DATA FOR THIS EXERCISE Block Start

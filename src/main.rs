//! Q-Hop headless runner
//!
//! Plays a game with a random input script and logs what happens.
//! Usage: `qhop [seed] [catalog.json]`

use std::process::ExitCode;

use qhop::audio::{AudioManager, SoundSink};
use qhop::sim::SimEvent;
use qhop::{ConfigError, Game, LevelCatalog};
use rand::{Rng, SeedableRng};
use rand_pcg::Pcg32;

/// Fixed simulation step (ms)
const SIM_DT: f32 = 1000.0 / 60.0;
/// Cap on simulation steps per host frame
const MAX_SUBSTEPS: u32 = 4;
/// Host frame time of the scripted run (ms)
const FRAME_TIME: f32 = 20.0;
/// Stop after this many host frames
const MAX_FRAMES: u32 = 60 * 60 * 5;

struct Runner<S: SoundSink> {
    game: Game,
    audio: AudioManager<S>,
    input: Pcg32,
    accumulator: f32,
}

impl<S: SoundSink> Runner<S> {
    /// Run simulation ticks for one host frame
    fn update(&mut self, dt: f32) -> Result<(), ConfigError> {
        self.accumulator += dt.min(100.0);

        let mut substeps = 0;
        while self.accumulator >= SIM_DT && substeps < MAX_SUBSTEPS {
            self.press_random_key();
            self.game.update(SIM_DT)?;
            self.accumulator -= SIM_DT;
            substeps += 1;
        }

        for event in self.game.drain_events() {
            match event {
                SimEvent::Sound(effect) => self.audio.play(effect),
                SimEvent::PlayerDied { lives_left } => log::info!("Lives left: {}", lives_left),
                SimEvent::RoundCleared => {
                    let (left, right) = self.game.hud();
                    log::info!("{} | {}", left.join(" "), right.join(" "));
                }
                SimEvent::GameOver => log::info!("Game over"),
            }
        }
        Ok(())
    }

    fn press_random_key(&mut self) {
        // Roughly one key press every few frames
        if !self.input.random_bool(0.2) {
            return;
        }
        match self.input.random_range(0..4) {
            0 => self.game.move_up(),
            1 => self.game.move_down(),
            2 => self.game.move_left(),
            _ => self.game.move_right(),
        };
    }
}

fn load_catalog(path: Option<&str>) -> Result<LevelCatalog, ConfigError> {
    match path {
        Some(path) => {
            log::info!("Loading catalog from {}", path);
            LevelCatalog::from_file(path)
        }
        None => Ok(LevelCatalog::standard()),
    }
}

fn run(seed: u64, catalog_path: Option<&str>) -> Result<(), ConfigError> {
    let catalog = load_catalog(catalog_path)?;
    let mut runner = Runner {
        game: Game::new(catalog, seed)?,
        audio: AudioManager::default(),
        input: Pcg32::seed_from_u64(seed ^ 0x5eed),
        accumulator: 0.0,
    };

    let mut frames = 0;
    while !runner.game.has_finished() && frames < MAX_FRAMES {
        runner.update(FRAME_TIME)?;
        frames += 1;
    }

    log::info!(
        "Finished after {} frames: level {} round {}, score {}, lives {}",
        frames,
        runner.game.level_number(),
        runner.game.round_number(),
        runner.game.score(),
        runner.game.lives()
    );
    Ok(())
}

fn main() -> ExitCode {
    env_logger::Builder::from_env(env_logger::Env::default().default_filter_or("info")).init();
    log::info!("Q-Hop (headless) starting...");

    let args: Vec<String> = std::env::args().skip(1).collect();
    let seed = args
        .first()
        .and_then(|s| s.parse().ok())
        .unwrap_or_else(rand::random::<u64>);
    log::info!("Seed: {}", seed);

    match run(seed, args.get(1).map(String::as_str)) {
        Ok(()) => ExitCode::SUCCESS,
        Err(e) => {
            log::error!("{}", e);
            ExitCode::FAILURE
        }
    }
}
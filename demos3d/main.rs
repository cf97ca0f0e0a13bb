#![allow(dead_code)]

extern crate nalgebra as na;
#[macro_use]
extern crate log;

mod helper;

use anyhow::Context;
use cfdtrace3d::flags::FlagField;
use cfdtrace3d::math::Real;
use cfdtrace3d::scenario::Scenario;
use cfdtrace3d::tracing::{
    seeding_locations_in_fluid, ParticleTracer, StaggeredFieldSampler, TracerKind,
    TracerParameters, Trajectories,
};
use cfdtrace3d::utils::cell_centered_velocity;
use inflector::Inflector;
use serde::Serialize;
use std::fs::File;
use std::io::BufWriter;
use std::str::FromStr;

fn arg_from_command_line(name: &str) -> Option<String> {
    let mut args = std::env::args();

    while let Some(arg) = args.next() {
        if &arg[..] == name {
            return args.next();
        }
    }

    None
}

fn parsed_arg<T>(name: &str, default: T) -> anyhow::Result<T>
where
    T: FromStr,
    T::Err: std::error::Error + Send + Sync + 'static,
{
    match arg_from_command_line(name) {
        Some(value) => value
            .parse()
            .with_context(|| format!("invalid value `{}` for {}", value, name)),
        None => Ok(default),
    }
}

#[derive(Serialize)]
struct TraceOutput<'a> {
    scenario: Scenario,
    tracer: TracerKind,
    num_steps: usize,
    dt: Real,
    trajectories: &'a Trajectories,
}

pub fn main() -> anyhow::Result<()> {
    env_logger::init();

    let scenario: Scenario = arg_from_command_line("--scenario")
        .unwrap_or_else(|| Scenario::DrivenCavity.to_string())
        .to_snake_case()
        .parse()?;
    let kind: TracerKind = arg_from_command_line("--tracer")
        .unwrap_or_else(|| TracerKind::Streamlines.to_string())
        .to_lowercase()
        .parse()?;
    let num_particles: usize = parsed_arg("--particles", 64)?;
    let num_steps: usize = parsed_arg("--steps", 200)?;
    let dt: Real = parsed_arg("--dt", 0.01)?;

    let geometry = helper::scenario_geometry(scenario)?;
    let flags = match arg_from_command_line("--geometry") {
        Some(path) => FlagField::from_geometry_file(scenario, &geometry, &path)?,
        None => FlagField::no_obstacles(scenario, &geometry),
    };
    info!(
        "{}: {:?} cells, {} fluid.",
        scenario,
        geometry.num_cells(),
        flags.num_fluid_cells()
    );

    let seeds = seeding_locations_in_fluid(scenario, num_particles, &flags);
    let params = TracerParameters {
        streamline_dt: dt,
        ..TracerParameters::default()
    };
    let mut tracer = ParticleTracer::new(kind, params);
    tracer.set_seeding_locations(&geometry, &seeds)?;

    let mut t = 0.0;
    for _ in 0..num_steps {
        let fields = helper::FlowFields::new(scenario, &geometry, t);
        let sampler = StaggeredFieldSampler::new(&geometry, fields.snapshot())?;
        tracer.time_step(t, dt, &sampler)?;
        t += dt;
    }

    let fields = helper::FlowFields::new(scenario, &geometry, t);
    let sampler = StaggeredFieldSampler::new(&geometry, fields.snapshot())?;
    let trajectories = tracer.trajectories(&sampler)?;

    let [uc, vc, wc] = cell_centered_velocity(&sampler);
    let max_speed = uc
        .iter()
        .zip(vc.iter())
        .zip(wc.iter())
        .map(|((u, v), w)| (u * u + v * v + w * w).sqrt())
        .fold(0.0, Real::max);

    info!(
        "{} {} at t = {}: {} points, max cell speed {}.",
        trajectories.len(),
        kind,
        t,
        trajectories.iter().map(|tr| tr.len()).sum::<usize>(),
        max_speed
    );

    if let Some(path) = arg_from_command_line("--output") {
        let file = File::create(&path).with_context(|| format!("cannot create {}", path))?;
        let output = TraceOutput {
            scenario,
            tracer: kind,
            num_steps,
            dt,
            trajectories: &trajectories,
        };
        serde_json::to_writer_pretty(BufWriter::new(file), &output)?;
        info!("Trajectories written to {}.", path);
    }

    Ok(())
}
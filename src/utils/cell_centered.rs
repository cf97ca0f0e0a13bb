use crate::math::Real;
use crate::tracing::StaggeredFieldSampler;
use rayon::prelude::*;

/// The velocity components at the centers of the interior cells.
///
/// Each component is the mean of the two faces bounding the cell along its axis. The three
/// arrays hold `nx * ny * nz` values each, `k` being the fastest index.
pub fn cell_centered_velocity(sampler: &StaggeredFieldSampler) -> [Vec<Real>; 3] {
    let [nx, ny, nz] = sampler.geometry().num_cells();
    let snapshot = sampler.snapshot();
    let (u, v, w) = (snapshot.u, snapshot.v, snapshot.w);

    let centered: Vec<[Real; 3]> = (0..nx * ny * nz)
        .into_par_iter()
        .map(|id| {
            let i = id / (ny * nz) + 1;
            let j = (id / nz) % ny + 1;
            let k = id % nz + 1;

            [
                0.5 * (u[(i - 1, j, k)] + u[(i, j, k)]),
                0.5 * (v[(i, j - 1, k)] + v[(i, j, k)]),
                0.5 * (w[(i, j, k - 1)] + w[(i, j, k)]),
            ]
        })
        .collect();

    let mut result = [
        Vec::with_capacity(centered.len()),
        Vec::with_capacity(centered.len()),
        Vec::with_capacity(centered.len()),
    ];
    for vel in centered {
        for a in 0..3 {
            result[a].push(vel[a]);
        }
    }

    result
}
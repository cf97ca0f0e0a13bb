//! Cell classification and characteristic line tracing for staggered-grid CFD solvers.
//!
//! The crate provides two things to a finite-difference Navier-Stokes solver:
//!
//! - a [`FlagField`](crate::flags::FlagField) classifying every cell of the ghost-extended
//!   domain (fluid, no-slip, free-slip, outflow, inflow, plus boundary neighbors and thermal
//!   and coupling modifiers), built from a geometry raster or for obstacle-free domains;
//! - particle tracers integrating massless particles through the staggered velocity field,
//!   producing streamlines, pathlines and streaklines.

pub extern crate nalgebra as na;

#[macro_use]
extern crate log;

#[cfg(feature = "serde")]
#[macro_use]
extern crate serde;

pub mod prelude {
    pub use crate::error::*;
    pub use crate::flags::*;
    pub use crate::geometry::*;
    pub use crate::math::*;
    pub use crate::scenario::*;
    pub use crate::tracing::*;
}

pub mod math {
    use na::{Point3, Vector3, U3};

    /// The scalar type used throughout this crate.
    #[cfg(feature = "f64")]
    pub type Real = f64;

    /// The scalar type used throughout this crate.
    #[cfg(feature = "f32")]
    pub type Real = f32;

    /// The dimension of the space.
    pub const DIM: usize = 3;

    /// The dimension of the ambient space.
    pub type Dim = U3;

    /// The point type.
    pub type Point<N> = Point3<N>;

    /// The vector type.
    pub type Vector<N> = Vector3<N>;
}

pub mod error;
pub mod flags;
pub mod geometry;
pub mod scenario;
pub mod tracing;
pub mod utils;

DATA FOR THIS EXERCISE Block End

● **TASK OBJECTIVE**:
Look above for the line containing "LevelCatalog::from_file(path)" and the line containing "let mut frames = 0;". Transcribe both, with the lines between them, exactly.

● **COMPLETED TASK**:
            LevelCatalog::from_file(path)
        }
        None => Ok(LevelCatalog::standard()),
    }
}

fn run(seed: u64, catalog_path: Option<&str>) -> Result<(), ConfigError> {
    let catalog = load_catalog(catalog_path)?;
    let mut runner = Runner {
        game: Game::new(catalog, seed)?,
        audio: AudioManager::default(),
        input: Pcg32::seed_from_u64(seed ^ 0x5eed),
        accumulator: 0.0,
    };

    let mut frames = 0;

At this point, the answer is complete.